## Task requirements
Of all the lines in the records below, copy only those that contain the string "DataType".
Start of Block
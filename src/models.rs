//! Core data structures shared by the three pipelines.

use crate::constants::{self, YEAR, YEAR_SENTINEL};
use polars::prelude::{Expr, col, lit};
use serde::{Deserialize, Serialize};
use std::fmt;

/// Datasets handled by this crate
#[derive(Debug, Clone, Copy, PartialEq, Eq, Hash, Serialize, Deserialize)]
pub enum Domain {
    Accident,
    Pollution,
    Weather,
}

impl Domain {
    pub const ALL: [Domain; 3] = [Domain::Accident, Domain::Pollution, Domain::Weather];

    pub fn name(&self) -> &'static str {
        match self {
            Domain::Accident => "accident",
            Domain::Pollution => "pollution",
            Domain::Weather => "weather",
        }
    }

    /// Cache artifacts owned by this domain, deleted by its reset
    pub fn cache_files(&self) -> &'static [&'static str] {
        match self {
            Domain::Accident => &[constants::accident::PREPROCESSED_FILE],
            Domain::Pollution => &[
                constants::pollution::RAW_RANGE_FILE,
                constants::pollution::PREPROCESSED_FILE,
            ],
            Domain::Weather => &[
                constants::weather::RAW_CACHE_FILE,
                constants::weather::PREPROCESSED_FILE,
            ],
        }
    }
}

impl fmt::Display for Domain {
    fn fmt(&self, f: &mut fmt::Formatter<'_>) -> fmt::Result {
        f.write_str(self.name())
    }
}

/// Inclusive range of calendar years.
///
/// Either bound may be [`YEAR_SENTINEL`] (`-1`), meaning "whatever the data
/// starts or ends with"; call [`YearRange::resolve`] before filtering.
#[derive(Debug, Clone, Copy, PartialEq, Eq, Serialize, Deserialize)]
pub struct YearRange {
    pub start: i64,
    pub end: i64,
}

impl YearRange {
    pub fn new(start: i64, end: i64) -> Self {
        Self { start, end }
    }

    /// Range with both bounds taken from the data
    pub fn unbounded() -> Self {
        Self::new(YEAR_SENTINEL, YEAR_SENTINEL)
    }

    pub fn is_resolved(&self) -> bool {
        self.start != YEAR_SENTINEL && self.end != YEAR_SENTINEL
    }

    /// Replace sentinel bounds with the observed minimum and maximum year.
    ///
    /// With no observed years a sentinel bound stays `-1`, which then
    /// filters against nothing.
    pub fn resolve(&self, observed_min: Option<i64>, observed_max: Option<i64>) -> Self {
        let start = match (self.start, observed_min) {
            (YEAR_SENTINEL, Some(min)) => min,
            (start, _) => start,
        };
        let end = match (self.end, observed_max) {
            (YEAR_SENTINEL, Some(max)) => max,
            (end, _) => end,
        };
        Self { start, end }
    }

    /// Predicate keeping rows whose `year` lies in the range, bounds inclusive
    pub fn filter_expr(&self) -> Expr {
        col(YEAR)
            .gt_eq(lit(self.start))
            .and(col(YEAR).lt_eq(lit(self.end)))
    }
}

impl Default for YearRange {
    fn default() -> Self {
        Self::new(constants::DEFAULT_START_YEAR, constants::DEFAULT_END_YEAR)
    }
}

impl fmt::Display for YearRange {
    fn fmt(&self, f: &mut fmt::Formatter<'_>) -> fmt::Result {
        write!(f, "{}..={}", self.start, self.end)
    }
}

/// Calendar date split into the grouping key fields
#[derive(Debug, Clone, Copy, PartialEq, Eq, Hash)]
pub struct DateParts {
    pub year: i64,
    pub month: i64,
    pub day: i64,
}

impl DateParts {
    pub fn new(year: i64, month: i64, day: i64) -> Self {
        Self { year, month, day }
    }
}
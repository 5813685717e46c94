//! Daily weather observations from one or more raw exports.
//!
//! Exports may overlap in time; rows are concatenated in file order and only
//! the first row of each day survives.

use crate::cache::{CacheStore, FsCache};
use crate::config::PipelineConfig;
use crate::constants::weather::*;
use crate::constants::{DAY, MONTH, YEAR};
use crate::error::{PipelineError, Result};
use crate::models::Domain;
use crate::processor::{self, conform, dates, deduplication, levels, require_columns};

use polars::prelude::*;
use tracing::{debug, info};

/// Output columns and types, in order
pub fn output_schema() -> Vec<(&'static str, DataType)> {
    OUTPUT_COLUMNS
        .iter()
        .map(|&name| {
            let dtype = if [YEAR, MONTH, DAY, CLOUDY].contains(&name) {
                DataType::Int64
            } else {
                DataType::Float64
            };
            (name, dtype)
        })
        .collect()
}

/// Append `.csv` unless the name already ends with it
pub fn with_csv_suffix(name: &str) -> String {
    if name.ends_with(CSV_SUFFIX) {
        name.to_string()
    } else {
        format!("{name}{CSV_SUFFIX}")
    }
}

/// Weather pipeline over a cache backend
#[derive(Debug)]
pub struct WeatherPipeline<C: CacheStore = FsCache> {
    config: PipelineConfig,
    cache: C,
}

impl WeatherPipeline<FsCache> {
    /// Pipeline caching under the configured data directory
    pub fn new(config: PipelineConfig) -> Self {
        let cache = FsCache::new(config.data_path());
        Self::with_cache(config, cache)
    }
}

impl<C: CacheStore> WeatherPipeline<C> {
    pub fn with_cache(config: PipelineConfig, cache: C) -> Self {
        Self { config, cache }
    }

    pub fn config(&self) -> &PipelineConfig {
        &self.config
    }

    pub fn cache(&self) -> &C {
        &self.cache
    }

    /// Daily table over every row of the named exports, cached as the raw
    /// artifact
    pub fn import_raw<S: AsRef<str>>(&self, filenames: &[S]) -> Result<DataFrame> {
        if let Some(cached) = self.load_cached(RAW_CACHE_FILE)? {
            return Ok(cached);
        }

        info!("Cache miss for {}, reading {} exports", RAW_CACHE_FILE, filenames.len());
        let mut df = self.import_csv_names(filenames)?;
        self.cache.store(RAW_CACHE_FILE, &mut df)?;
        info!("Stored {} daily weather rows", df.height());
        Ok(df)
    }

    /// Daily table from the configured default exports, limited to the
    /// default years
    pub fn import_csv(&self) -> Result<DataFrame> {
        if let Some(cached) = self.load_cached(PREPROCESSED_FILE)? {
            return Ok(cached);
        }

        info!(
            "Cache miss for {}, reading default exports for {}",
            PREPROCESSED_FILE, self.config.default_range
        );
        let df = self.import_csv_names(&self.config.weather_default_files)?;
        let mut df = processor::filter_years(df, self.config.default_range)?;
        self.cache.store(PREPROCESSED_FILE, &mut df)?;
        info!("Stored {} daily weather rows", df.height());
        Ok(df)
    }

    /// Read and concatenate the named exports in order, then preprocess.
    ///
    /// Names without a `.csv` suffix get one. An empty list fails with
    /// [`PipelineError::NoInputFiles`].
    pub fn import_csv_names<S: AsRef<str>>(&self, filenames: &[S]) -> Result<DataFrame> {
        let frames = filenames
            .iter()
            .map(|name| {
                let name = with_csv_suffix(name.as_ref());
                let raw = processor::read_csv_file(
                    &self.config.data_file(&name),
                    self.config.infer_schema_rows,
                )?;
                normalize_export(raw, &name).map(IntoLazy::lazy)
            })
            .collect::<Result<Vec<_>>>()?;

        if frames.is_empty() {
            return Err(PipelineError::NoInputFiles {
                domain: Domain::Weather.to_string(),
            });
        }

        let combined = concat(frames, UnionArgs::default())?.collect()?;
        debug!("Concatenated {} weather rows", combined.height());
        preprocess(combined)
    }

    /// Delete both cached artifacts; missing ones are skipped
    pub fn reset_file(&self) -> Result<()> {
        for key in Domain::Weather.cache_files() {
            if self.cache.invalidate(key)? {
                info!("Removed cached {}", key);
            } else {
                debug!("No cached {} to remove", key);
            }
        }
        Ok(())
    }

    fn load_cached(&self, key: &str) -> Result<Option<DataFrame>> {
        match self.cache.load(key)? {
            Some(cached) => {
                info!("Cache hit for {} ({} rows)", key, cached.height());
                conform(cached, &output_schema()).map(Some)
            }
            None => Ok(None),
        }
    }
}

/// Keep the columns used downstream with uniform types so exports stack
fn normalize_export(raw: DataFrame, source_name: &str) -> Result<DataFrame> {
    let mut required = vec![RAW_DATE, RAW_CONDITIONS];
    required.extend(MEASUREMENTS);
    require_columns(&raw, &required, source_name)?;

    let mut exprs = vec![
        col(RAW_DATE).strict_cast(DataType::String),
        col(RAW_CONDITIONS).strict_cast(DataType::String),
    ];
    exprs.extend(
        MEASUREMENTS
            .iter()
            .map(|name| col(*name).strict_cast(DataType::Float64)),
    );
    Ok(raw.lazy().select(exprs).collect()?)
}

/// Turn concatenated raw rows into the daily weather table.
///
/// Decomposes `datetime`, derives the cloudiness code from `conditions`,
/// zero-fills missing or NaN measurements and keeps the first row per day.
pub fn preprocess(df: DataFrame) -> Result<DataFrame> {
    let mut required = vec![RAW_DATE, RAW_CONDITIONS];
    required.extend(MEASUREMENTS);
    require_columns(&df, &required, "weather exports")?;

    let mut df = dates::decompose_date_column(df, RAW_DATE)?;
    let cloudy = levels::cloudiness_column(&df, RAW_CONDITIONS, CLOUDY)?;
    df.with_column(cloudy)?;

    let exprs: Vec<Expr> = OUTPUT_COLUMNS
        .iter()
        .map(|&name| {
            if MEASUREMENTS.contains(&name) {
                col(name)
                    .strict_cast(DataType::Float64)
                    .fill_nan(lit(0.0))
                    .fill_null(lit(0.0))
                    .alias(name)
            } else {
                col(name)
            }
        })
        .collect();
    let df = df.lazy().select(exprs).collect()?;

    let df = deduplication::drop_duplicate_dates(&df)?;
    debug!("Preprocessed weather to {} days", df.height());
    conform(df, &output_schema())
}
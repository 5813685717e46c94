//! Date Decomposer: split composite dates into `year`, `month`, `day`.
//!
//! Two encodings appear in the raw data. Accident and weather exports carry
//! ISO-like strings (`YYYY-MM-DD`, optionally followed by `THH:MM:SS`) that
//! are split by fixed character offsets. Pollution measurements carry a
//! packed hourly integer `YYYYMMDDHH`.

use crate::constants::{DAY, MONTH, YEAR};
use crate::error::{PipelineError, Result};
use crate::models::DateParts;

use polars::prelude::*;

/// Split a date string at offsets 0..4, 5..7 and 8.. .
///
/// The day field is the run of digits starting at offset 8, so a trailing
/// time component is ignored. Separators are not checked.
pub fn split_date_str(value: &str, column: &str) -> Result<DateParts> {
    let field = |range: std::ops::Range<usize>, name: &str| -> Result<i64> {
        let text = value.get(range).ok_or_else(|| {
            PipelineError::malformed_date(column, value, format!("cannot slice {name}"))
        })?;
        text.parse::<i64>().map_err(|e| {
            PipelineError::malformed_date(column, value, format!("invalid {name} '{text}': {e}"))
        })
    };

    let year = field(0..4, YEAR)?;
    let month = field(5..7, MONTH)?;

    let rest = value
        .get(8..)
        .ok_or_else(|| PipelineError::malformed_date(column, value, "cannot slice day"))?;
    let day_len = rest
        .find(|c: char| !c.is_ascii_digit())
        .unwrap_or(rest.len());
    let day = rest[..day_len].parse::<i64>().map_err(|e| {
        PipelineError::malformed_date(column, value, format!("invalid day '{rest}': {e}"))
    })?;

    Ok(DateParts::new(year, month, day))
}

/// Decode a packed `YYYYMMDDHH` integer, discarding the hour
pub fn decode_packed_date(packed: i64) -> DateParts {
    DateParts::new(
        packed.div_euclid(1_000_000),
        packed.rem_euclid(1_000_000).div_euclid(10_000),
        packed.rem_euclid(10_000).div_euclid(100),
    )
}

/// Append `year`, `month`, `day` columns decoded from a string column
pub fn decompose_date_column(mut df: DataFrame, column: &str) -> Result<DataFrame> {
    let values = df.column(column)?.as_materialized_series().cast(&DataType::String)?;
    let parts = values
        .str()?
        .into_iter()
        .map(|value| match value {
            Some(value) => split_date_str(value, column),
            None => Err(PipelineError::malformed_date(column, "", "missing date")),
        })
        .collect::<Result<Vec<_>>>()?;

    append_date_parts(&mut df, &parts)?;
    Ok(df)
}

/// Append `year`, `month`, `day` columns decoded from a packed integer column
pub fn decompose_packed_column(mut df: DataFrame, column: &str) -> Result<DataFrame> {
    let values = df
        .column(column)?
        .as_materialized_series()
        .strict_cast(&DataType::Int64)?;
    let parts = values
        .i64()?
        .into_iter()
        .map(|value| {
            value
                .map(decode_packed_date)
                .ok_or_else(|| PipelineError::malformed_date(column, "", "missing date"))
        })
        .collect::<Result<Vec<_>>>()?;

    append_date_parts(&mut df, &parts)?;
    Ok(df)
}

fn append_date_parts(df: &mut DataFrame, parts: &[DateParts]) -> Result<()> {
    let years: Vec<i64> = parts.iter().map(|p| p.year).collect();
    let months: Vec<i64> = parts.iter().map(|p| p.month).collect();
    let days: Vec<i64> = parts.iter().map(|p| p.day).collect();

    df.with_column(Series::new(YEAR.into(), years))?;
    df.with_column(Series::new(MONTH.into(), months))?;
    df.with_column(Series::new(DAY.into(), days))?;
    Ok(())
}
End of Block
## Answer below
pub fn output_schema() -> Vec<(&'static str, DataType)> {
                DataType::Int64
                DataType::Float64
        col(RAW_DATE).strict_cast(DataType::String),
        col(RAW_CONDITIONS).strict_cast(DataType::String),
            .map(|name| col(*name).strict_cast(DataType::Float64)),
                    .strict_cast(DataType::Float64)
    let values = df.column(column)?.as_materialized_series().cast(&DataType::String)?;
        .strict_cast(&DataType::Int64)?;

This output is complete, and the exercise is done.